De gronden zijn geheel in eigendom van initiatiefnemers. De kosten verbonden aan de uitwerking van het wijzigingsplan als mede de ontwikkeling en uitvoering van het ‘bouwplan’ komen voor rekening van initiatiefnemers.  
 
In de Wet ruimtelijke ordening is de grondexploitatieregeling opgenomen. Deze schrijft voor dat bij de vaststelling van een wijzigingsplan, voor het regelen van het (gemeentelijk) kostenverhaal, een exploitatieplan moet worden vastgesteld. Voorwaarde daarbij is dat het wijzigingsplan een 'bouwplan' (Besluit ruimtelijke ordening) mogelijk maakt.
 
De vaststelling van een exploitatieplan is bij dit wijzigingsplan echter niet nodig, omdat de gemeente geen kosten hoeft te maken voor deze planontwikkeling. Een (eventuele) aanpassing van de rioolaansluiting wordt (afzonderlijk) in rekening gebracht bij de initiatiefnemers.
 
5.2 Maatschappelijke uitvoerbaarheid
   
5.2.1 Vooroverleg en inspraak
Initiatiefnemer woont sinds medio 2019 op locatie Broekhuizen 16 en directe omwonenden hebben niet aangegeven het hiermee oneens te zijn.

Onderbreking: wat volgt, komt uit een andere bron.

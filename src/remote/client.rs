//! HTTP client for a remote libSQL (Turso) database.
//!
//! Speaks the pipeline protocol (`POST /v2/pipeline`). Configuration is via
//! environment variables:
//! - `AUTOENV_TURSO_URL` - Database URL (`libsql://` is rewritten to `https://`)
//! - `AUTOENV_TURSO_AUTH_TOKEN` - Bearer token

use reqwest::{Client, StatusCode};
use serde::{Deserialize, Serialize};
use thiserror::Error;

use crate::config::Config;

/// HTTP client errors.
#[derive(Debug, Error)]
pub enum ClientError {
    #[error("HTTP request failed: {0}")]
    Http(#[from] reqwest::Error),

    #[error("Unauthorized: check AUTOENV_TURSO_AUTH_TOKEN")]
    Unauthorized,

    #[error("Server error: {0}")]
    Server(String),

    #[error("Statement failed: {0}")]
    Statement(String),

    #[error("Unexpected response: {0}")]
    Protocol(String),
}

/// A SQL value on the wire.
#[derive(Debug, Clone, PartialEq, Serialize, Deserialize)]
#[serde(tag = "type", rename_all = "snake_case")]
pub enum Value {
    Null,
    Integer { value: String },
    Float { value: f64 },
    Text { value: String },
    Blob { base64: String },
}

impl Value {
    pub fn text(s: impl Into<String>) -> Self {
        Self::Text { value: s.into() }
    }

    pub fn opt_text(s: Option<impl Into<String>>) -> Self {
        s.map_or(Self::Null, Self::text)
    }

    pub fn as_text(&self) -> Option<&str> {
        match self {
            Self::Text { value } => Some(value.as_str()),
            _ => None,
        }
    }

    pub fn is_null(&self) -> bool {
        matches!(self, Self::Null)
    }
}

/// A statement with positional arguments.
#[derive(Debug, Clone, PartialEq, Serialize)]
pub struct Statement {
    pub sql: String,
    pub args: Vec<Value>,
}

impl Statement {
    pub fn new(sql: impl Into<String>) -> Self {
        Self {
            sql: sql.into(),
            args: Vec::new(),
        }
    }

    pub fn with_args(sql: impl Into<String>, args: Vec<Value>) -> Self {
        Self {
            sql: sql.into(),
            args,
        }
    }
}

/// Rows returned by one statement.
#[derive(Debug, Clone, Default, PartialEq, Deserialize)]
pub struct QueryResult {
    #[serde(default)]
    pub rows: Vec<Vec<Value>>,
}

#[derive(Debug, Serialize)]
struct PipelineRequest {
    baton: Option<String>,
    requests: Vec<StreamRequest>,
}

#[derive(Debug, Serialize)]
#[serde(tag = "type", rename_all = "snake_case")]
enum StreamRequest {
    Execute { stmt: Statement },
    Batch { batch: Batch },
    Close,
}

#[derive(Debug, Serialize)]
struct Batch {
    steps: Vec<BatchStep>,
}

#[derive(Debug, Serialize)]
struct BatchStep {
    stmt: Statement,
    #[serde(skip_serializing_if = "Option::is_none")]
    condition: Option<BatchCondition>,
}

#[derive(Debug, Clone, Serialize)]
#[serde(tag = "type", rename_all = "snake_case")]
enum BatchCondition {
    Ok { step: usize },
    Not { cond: Box<BatchCondition> },
}

#[derive(Debug, Deserialize)]
struct PipelineResponse {
    results: Vec<StreamResult>,
}

#[derive(Debug, Deserialize)]
#[serde(tag = "type", rename_all = "snake_case")]
enum StreamResult {
    Ok { response: StreamResponse },
    Error { error: StreamError },
}

#[derive(Debug, Deserialize)]
#[serde(tag = "type", rename_all = "snake_case")]
enum StreamResponse {
    Execute { result: QueryResult },
    Batch { result: BatchResult },
    Close,
}

#[derive(Debug, Deserialize)]
struct BatchResult {
    step_results: Vec<Option<QueryResult>>,
    step_errors: Vec<Option<StreamError>>,
}

#[derive(Debug, Deserialize)]
struct StreamError {
    message: String,
}

/// HTTP client for the remote registry replica.
#[derive(Debug, Clone)]
pub struct RemoteClient {
    base_url: String,
    auth_token: Option<String>,
    client: Client,
}

impl RemoteClient {
    /// Create client from configuration; `None` when no remote is configured.
    pub fn from_config(config: &Config) -> Option<Self> {
        let url = config.turso_url.as_deref()?;
        Some(Self::new(url, config.turso_auth_token.clone()))
    }

    /// Create with explicit configuration.
    pub fn new(url: &str, auth_token: Option<String>) -> Self {
        Self {
            base_url: http_base_url(url),
            auth_token,
            client: Client::new(),
        }
    }

    pub fn base_url(&self) -> &str {
        &self.base_url
    }

    /// Build a request with optional auth header.
    fn request(&self, method: reqwest::Method, path: &str) -> reqwest::RequestBuilder {
        let url = format!("{}{}", self.base_url, path);
        let mut req = self.client.request(method, &url);
        if let Some(ref token) = self.auth_token {
            req = req.bearer_auth(token);
        }
        req
    }

    async fn pipeline(&self, requests: Vec<StreamRequest>) -> Result<Vec<StreamResult>, ClientError> {
        let body = PipelineRequest {
            baton: None,
            requests,
        };
        let response = self
            .request(reqwest::Method::POST, "/v2/pipeline")
            .json(&body)
            .send()
            .await?;

        let status = response.status();
        if !status.is_success() {
            let body = response.text().await.unwrap_or_default();
            return Err(match status {
                StatusCode::UNAUTHORIZED | StatusCode::FORBIDDEN => ClientError::Unauthorized,
                _ => ClientError::Server(format!("{}: {}", status, body)),
            });
        }

        let parsed: PipelineResponse = response.json().await?;
        Ok(parsed.results)
    }

    /// Run statements one after another; each result is returned in order.
    ///
    /// Statements are independent: a failure does not undo earlier ones.
    pub async fn execute(&self, stmts: Vec<Statement>) -> Result<Vec<QueryResult>, ClientError> {
        let count = stmts.len();
        let mut requests: Vec<StreamRequest> = stmts
            .into_iter()
            .map(|stmt| StreamRequest::Execute { stmt })
            .collect();
        requests.push(StreamRequest::Close);

        let results = self.pipeline(requests).await?;
        collect_execute_results(results, count)
    }

    /// Run statements inside one remote transaction. Nothing is committed
    /// unless every statement succeeds.
    pub async fn transaction(&self, stmts: Vec<Statement>) -> Result<(), ClientError> {
        if stmts.is_empty() {
            return Ok(());
        }
        let batch = transaction_batch(stmts);
        let commit_step = batch.steps.len() - 2;

        let results = self
            .pipeline(vec![StreamRequest::Batch { batch }, StreamRequest::Close])
            .await?;
        check_transaction_result(results, commit_step)
    }
}

/// `libsql://host` → `https://host`, without a trailing slash.
fn http_base_url(url: &str) -> String {
    let url = url.trim_end_matches('/');
    match url.strip_prefix("libsql://") {
        Some(rest) => format!("https://{}", rest),
        None => url.to_string(),
    }
}

fn collect_execute_results(
    results: Vec<StreamResult>,
    expected: usize,
) -> Result<Vec<QueryResult>, ClientError> {
    let mut out = Vec::with_capacity(expected);
    for result in results.into_iter().take(expected) {
        match result {
            StreamResult::Ok {
                response: StreamResponse::Execute { result },
            } => out.push(result),
            StreamResult::Ok { response } => {
                return Err(ClientError::Protocol(format!(
                    "expected execute response, got {:?}",
                    response
                )))
            }
            StreamResult::Error { error } => return Err(ClientError::Statement(error.message)),
        }
    }
    if out.len() != expected {
        return Err(ClientError::Protocol(format!(
            "expected {} results, got {}",
            expected,
            out.len()
        )));
    }
    Ok(out)
}

// BEGIN; each statement only if the previous step succeeded; COMMIT if the
// last statement succeeded; ROLLBACK if COMMIT did not run.
fn transaction_batch(stmts: Vec<Statement>) -> Batch {
    let mut steps = vec![BatchStep {
        stmt: Statement::new("BEGIN"),
        condition: None,
    }];
    for stmt in stmts {
        let previous = steps.len() - 1;
        steps.push(BatchStep {
            stmt,
            condition: Some(BatchCondition::Ok { step: previous }),
        });
    }
    let last = steps.len() - 1;
    steps.push(BatchStep {
        stmt: Statement::new("COMMIT"),
        condition: Some(BatchCondition::Ok { step: last }),
    });
    let commit = steps.len() - 1;
    steps.push(BatchStep {
        stmt: Statement::new("ROLLBACK"),
        condition: Some(BatchCondition::Not {
            cond: Box::new(BatchCondition::Ok { step: commit }),
        }),
    });
    Batch { steps }
}

fn check_transaction_result(
    results: Vec<StreamResult>,
    commit_step: usize,
) -> Result<(), ClientError> {
    let result = match results.into_iter().next() {
        Some(StreamResult::Ok {
            response: StreamResponse::Batch { result },
        }) => result,
        Some(StreamResult::Error { error }) => return Err(ClientError::Statement(error.message)),
        other => {
            return Err(ClientError::Protocol(format!(
                "expected batch response, got {:?}",
                other
            )))
        }
    };

    let committed = matches!(result.step_results.get(commit_step), Some(Some(_)));
    if committed {
        return Ok(());
    }

    let message = result
        .step_errors
        .into_iter()
        .flatten()
        .next()
        .map(|e| e.message)
        .unwrap_or_else(|| "transaction was not committed".to_string());
    Err(ClientError::Statement(message))
}

#[cfg(test)]
mod tests {
    use super::*;
    use serde_json::json;

    #[test]
    fn libsql_urls_become_https() {
        assert_eq!(
            http_base_url("libsql://db-org.turso.io/"),
            "https://db-org.turso.io"
        );
        assert_eq!(http_base_url("http://127.0.0.1:8080"), "http://127.0.0.1:8080");
    }

    #[test]
    fn execute_request_serializes_to_pipeline_json() {
        let body = PipelineRequest {
            baton: None,
            requests: vec![
                StreamRequest::Execute {
                    stmt: Statement::with_args(
                        "SELECT ?",
                        vec![Value::text("a"), Value::Null],
                    ),
                },
                StreamRequest::Close,
            ],
        };

        assert_eq!(
            serde_json::to_value(&body).unwrap(),
            json!({
                "baton": null,
                "requests": [
                    {"type": "execute", "stmt": {"sql": "SELECT ?", "args": [
                        {"type": "text", "value": "a"},
                        {"type": "null"}
                    ]}},
                    {"type": "close"}
                ]
            })
        );
    }

    #[test]
    fn parses_execute_results() {
        let raw = json!({
            "baton": null,
            "base_url": null,
            "results": [
                {"type": "ok", "response": {"type": "execute", "result": {
                    "cols": [{"name": "path", "decltype": "TEXT"}],
                    "rows": [[{"type": "text", "value": "/a"}], [{"type": "null"}]],
                    "affected_row_count": 0,
                    "last_insert_rowid": null
                }}},
                {"type": "ok", "response": {"type": "close"}}
            ]
        });
        let parsed: PipelineResponse = serde_json::from_value(raw).unwrap();

        let results = collect_execute_results(parsed.results, 1).unwrap();

        assert_eq!(results[0].rows.len(), 2);
        assert_eq!(results[0].rows[0][0].as_text(), Some("/a"));
        assert!(results[0].rows[1][0].is_null());
    }

    #[test]
    fn statement_errors_surface() {
        let raw = json!({
            "results": [
                {"type": "error", "error": {"message": "no such table: projects", "code": "SQLITE_ERROR"}},
                {"type": "ok", "response": {"type": "close"}}
            ]
        });
        let parsed: PipelineResponse = serde_json::from_value(raw).unwrap();

        let err = collect_execute_results(parsed.results, 1).unwrap_err();

        assert!(matches!(err, ClientError::Statement(m) if m.contains("no such table")));
    }

    #[test]
    fn transaction_batch_chains_conditions() {
        let batch = transaction_batch(vec![Statement::new("A"), Statement::new("B")]);
        let json = serde_json::to_value(&batch).unwrap();
        let steps = json["steps"].as_array().unwrap();

        assert_eq!(steps.len(), 5);
        assert_eq!(steps[0]["stmt"]["sql"], "BEGIN");
        assert!(steps[0].get("condition").is_none());
        assert_eq!(steps[2]["condition"], json!({"type": "ok", "step": 1}));
        assert_eq!(steps[3]["stmt"]["sql"], "COMMIT");
        assert_eq!(steps[3]["condition"], json!({"type": "ok", "step": 2}));
        assert_eq!(
            steps[4]["condition"],
            json!({"type": "not", "cond": {"type": "ok", "step": 3}})
        );
    }

    #[test]
    fn uncommitted_transaction_reports_first_error() {
        let raw = json!({
            "results": [
                {"type": "ok", "response": {"type": "batch", "result": {
                    "step_results": [{"cols": [], "rows": []}, null, null, {"cols": [], "rows": []}],
                    "step_errors": [null, {"message": "constraint failed"}, null, null]
                }}},
                {"type": "ok", "response": {"type": "close"}}
            ]
        });
        let parsed: PipelineResponse = serde_json::from_value(raw).unwrap();

        let err = check_transaction_result(parsed.results, 2).unwrap_err();

        assert!(matches!(err, ClientError::Statement(m) if m == "constraint failed"));
    }

    #[test]
    fn committed_transaction_is_ok() {
        let raw = json!({
            "results": [
                {"type": "ok", "response": {"type": "batch", "result": {
                    "step_results": [{}, {}, {}, null],
                    "step_errors": [null, null, null, null]
                }}}
            ]
        });
        let parsed: PipelineResponse = serde_json::from_value(raw).unwrap();

        assert!(check_transaction_result(parsed.results, 2).is_ok());
    }
}
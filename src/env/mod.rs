//! `.env` loading and the export diff.

mod diff;
mod loader;

pub use diff::*;
pub use loader::*;
//! Application layer: every command the CLI exposes, expressed against the
//! capability traits in [`crate::ports`].

mod target;

use std::path::{Path, PathBuf};

use anyhow::{Context, Result};

pub use target::resolve_repo;

use crate::config::ActivationMode;
use crate::env::{decide, ExportPlan, SessionUpdate};
use crate::models::*;
use crate::paths;
use crate::ports::*;
use crate::shell::Shell;

/// Capabilities the application is built from.
pub struct Deps {
    pub projects: Box<dyn ProjectRegistry>,
    pub sessions: Box<dyn SessionStore>,
    pub loader: Box<dyn EnvLoader>,
    pub renderer: Box<dyn ShellRenderer>,
    pub secrets: Box<dyn SecretSyncer>,
    pub settings: Box<dyn SettingsStore>,
}

pub struct App {
    deps: Deps,
    mode: ActivationMode,
}

/// Result of `load`: the registered project and the script to eval.
#[derive(Debug, Clone)]
pub struct LoadOutcome {
    pub project: Project,
    pub script: String,
}

/// Result of a secret upload.
#[derive(Debug, Clone, PartialEq, Eq)]
pub struct SecretUpload {
    pub repo: String,
    pub count: usize,
}

impl App {
    pub fn new(deps: Deps, mode: ActivationMode) -> Self {
        Self { deps, mode }
    }

    // ============================================================
    // Activation
    // ============================================================

    /// Script that brings `shell_id`'s environment in line with `cwd`.
    ///
    /// Runs on every prompt. Returns an empty string when nothing changes.
    pub fn export(&self, shell: Shell, shell_id: ShellId, cwd: &Path) -> Result<String> {
        let dir = paths::resolve(cwd).with_context(|| format!("resolve {}", cwd.display()))?;
        self.sync_shell(shell, shell_id, &dir)
    }

    /// Register `dir` as a project and activate it for `shell_id`.
    pub fn load(
        &self,
        shell: Shell,
        shell_id: ShellId,
        dir: &Path,
        name: Option<String>,
    ) -> Result<LoadOutcome> {
        let project = self
            .deps
            .projects
            .register(RegisterProjectInput {
                path: dir.to_path_buf(),
                name,
            })
            .with_context(|| format!("register project {}", dir.display()))?;
        tracing::info!("registered project {}", project.path.display());

        let script = self.sync_shell(shell, shell_id, &project.path)?;
        Ok(LoadOutcome { project, script })
    }

    /// Unset everything `shell_id` activated and drop its session.
    pub fn clear(&self, shell: Shell, shell_id: ShellId) -> Result<String> {
        let keys = self
            .deps
            .sessions
            .get_keys(shell_id)
            .with_context(|| format!("read session keys for shell {shell_id}"))?;

        let plan = ExportPlan::unset_all(&keys);
        let script = self.deps.renderer.render(shell, &plan);

        self.deps
            .sessions
            .delete(shell_id)
            .with_context(|| format!("clear session for shell {shell_id}"))?;
        tracing::debug!(shell = %shell_id, unset = plan.deactivate.len(), "session cleared");
        Ok(script)
    }

    fn sync_shell(&self, shell: Shell, shell_id: ShellId, dir: &Path) -> Result<String> {
        let (origin, snapshot) = self.resolve_origin(dir)?;

        let prior = self
            .deps
            .sessions
            .get(shell_id)
            .with_context(|| format!("read session for shell {shell_id}"))?;
        let prior_keys = self
            .deps
            .sessions
            .get_keys(shell_id)
            .with_context(|| format!("read session keys for shell {shell_id}"))?;

        let decision = decide(
            origin.as_deref(),
            snapshot.as_ref(),
            prior.as_ref(),
            &prior_keys,
        );
        tracing::debug!(
            shell = %shell_id,
            dir = %dir.display(),
            origin = ?origin,
            unset = decision.plan.deactivate.len(),
            export = decision.plan.activate.len(),
            "export decision"
        );

        let script = self.deps.renderer.render(shell, &decision.plan);

        // The store must know every activation before the shell sees it
        match decision.session {
            SessionUpdate::Unchanged => {}
            SessionUpdate::Record {
                origin,
                env_mtime,
                keys,
            } => self
                .deps
                .sessions
                .activate(shell_id, &origin, env_mtime, &keys)
                .with_context(|| format!("record session for shell {shell_id}"))?,
            SessionUpdate::Delete => self
                .deps
                .sessions
                .delete(shell_id)
                .with_context(|| format!("delete session for shell {shell_id}"))?,
        }

        Ok(script)
    }

    /// Which directory's `.env` applies to `dir`, and that file if present.
    fn resolve_origin(&self, dir: &Path) -> Result<(Option<PathBuf>, Option<EnvSnapshot>)> {
        let project = self
            .deps
            .projects
            .match_dir(dir)
            .with_context(|| format!("match project for {}", dir.display()))?;

        if let Some(project) = project {
            let snapshot = self.load_env(&project.path)?;
            return Ok((Some(project.path), snapshot));
        }

        if self.mode == ActivationMode::Adhoc {
            if let Some(snapshot) = self.load_env(dir)? {
                return Ok((Some(dir.to_path_buf()), Some(snapshot)));
            }
        }

        Ok((None, None))
    }

    fn load_env(&self, dir: &Path) -> Result<Option<EnvSnapshot>> {
        self.deps
            .loader
            .load(dir)
            .with_context(|| format!("load .env in {}", dir.display()))
    }

    // ============================================================
    // Registry
    // ============================================================

    pub fn list_projects(&self) -> Result<Vec<Project>> {
        self.deps.projects.list().context("list projects")
    }

    /// Returns `false` when `dir` was not a registered project.
    pub fn forget(&self, dir: &Path) -> Result<bool> {
        self.deps
            .projects
            .forget(dir)
            .with_context(|| format!("forget project {}", dir.display()))
    }

    // ============================================================
    // Settings
    // ============================================================

    pub fn get_setting(&self, key: &str) -> Result<Option<String>> {
        self.deps
            .settings
            .get(key)
            .with_context(|| format!("read setting {key}"))
    }

    pub fn set_setting(&self, key: &str, value: &str) -> Result<Setting> {
        self.deps
            .settings
            .set(key, value)
            .with_context(|| format!("write setting {key}"))
    }

    pub fn list_settings(&self) -> Result<Vec<Setting>> {
        self.deps.settings.list().context("list settings")
    }

    // ============================================================
    // Secrets
    // ============================================================

    /// Upload the `.env` of `dir` to the GitHub repository named by `target`.
    pub fn sync_secrets(&self, dir: &Path, target: &str) -> Result<SecretUpload> {
        let owner = self.get_setting(GITHUB_DEFAULT_OWNER)?;
        let repo = resolve_repo(target, owner.as_deref())?;

        let snapshot = self
            .load_env(dir)?
            .with_context(|| format!("no .env file in {}", dir.display()))?;

        let count = self
            .deps
            .secrets
            .sync(&repo, &snapshot.values)
            .with_context(|| format!("upload secrets to {repo}"))?;
        tracing::info!("uploaded {} secrets to {}", count, repo);

        Ok(SecretUpload { repo, count })
    }
}
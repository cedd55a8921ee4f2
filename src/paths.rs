//! Path normalization for project roots and working directories.

use std::fs;
use std::io;
use std::path::{Component, Path, PathBuf};

/// Absolute, lexically cleaned form of `path`, resolving symlinks when the
/// path exists.
///
/// Relative paths are taken from the process working directory. `.` and `..`
/// components and trailing separators are removed, the same way `$PWD` looks.
pub fn resolve(path: &Path) -> io::Result<PathBuf> {
    let absolute = std::path::absolute(path)?;
    let cleaned = clean(&absolute);
    match fs::canonicalize(&cleaned) {
        Ok(real) => Ok(real),
        Err(e) if e.kind() == io::ErrorKind::NotFound => Ok(cleaned),
        Err(e) => Err(e),
    }
}

/// Lexical cleanup only, never touching the filesystem.
pub fn clean(path: &Path) -> PathBuf {
    let mut out = PathBuf::new();
    for component in path.components() {
        match component {
            Component::CurDir => {}
            Component::ParentDir => match out.components().next_back() {
                Some(Component::Normal(_)) => {
                    out.pop();
                }
                Some(Component::RootDir) | Some(Component::Prefix(_)) => {}
                _ => out.push(component),
            },
            other => out.push(other),
        }
    }
    if out.as_os_str().is_empty() {
        out.push(".");
    }
    out
}

#[cfg(test)]
mod tests {
    use super::*;

    #[test]
    fn clean_removes_dots_and_trailing_separators() {
        assert_eq!(clean(Path::new("/a/./b/")), PathBuf::from("/a/b"));
        assert_eq!(clean(Path::new("/a/b/../c")), PathBuf::from("/a/c"));
        assert_eq!(clean(Path::new("/..")), PathBuf::from("/"));
        assert_eq!(clean(Path::new("../../a")), PathBuf::from("../../a"));
    }

    #[test]
    fn resolve_keeps_missing_paths_lexical() {
        let p = resolve(Path::new("/definitely/not/here/../there")).unwrap();
        assert_eq!(p, PathBuf::from("/definitely/not/there"));
    }

    #[test]
    fn resolve_makes_relative_paths_absolute() {
        let p = resolve(Path::new("some/rel")).unwrap();
        assert!(p.is_absolute());
        assert!(p.ends_with("some/rel"));
    }
}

In het kader van het artikel 3.1.1 van het Besluit ruimtelijke ordening is over het plan vooroverleg gevoerd met de provincie Drenthe. Deze heeft aangegeven dat er, mits het plan voldoet aan de voorwaarden bij de wijzigingsbevoegdheid, geen bezwaren zijn. Zoals in paragraaf 2.3 is onderbouwd, is het plan in overeenstemming met deze voorwaarden. Het vooroverleg met het waterschap is gevoerd door middel van de digitale watertoets. In paragraaf 3.4 is dit nader toegelicht.
  
5.2.2 Zienswijze reacties
Conform de Wet op de ruimtelijke ordening heeft het ontwerpwijzigingsplan van 7 mei 2020 tot en met 17 juni 2020 als ontwerp ter inzage gelegen, met de mogelijkheid voor een ieder tot het indienen van een zienswijze reactie bij het college.
 
Gedurende de periode van terinzagelegging zijn geen zienswijzereacties ontvangen.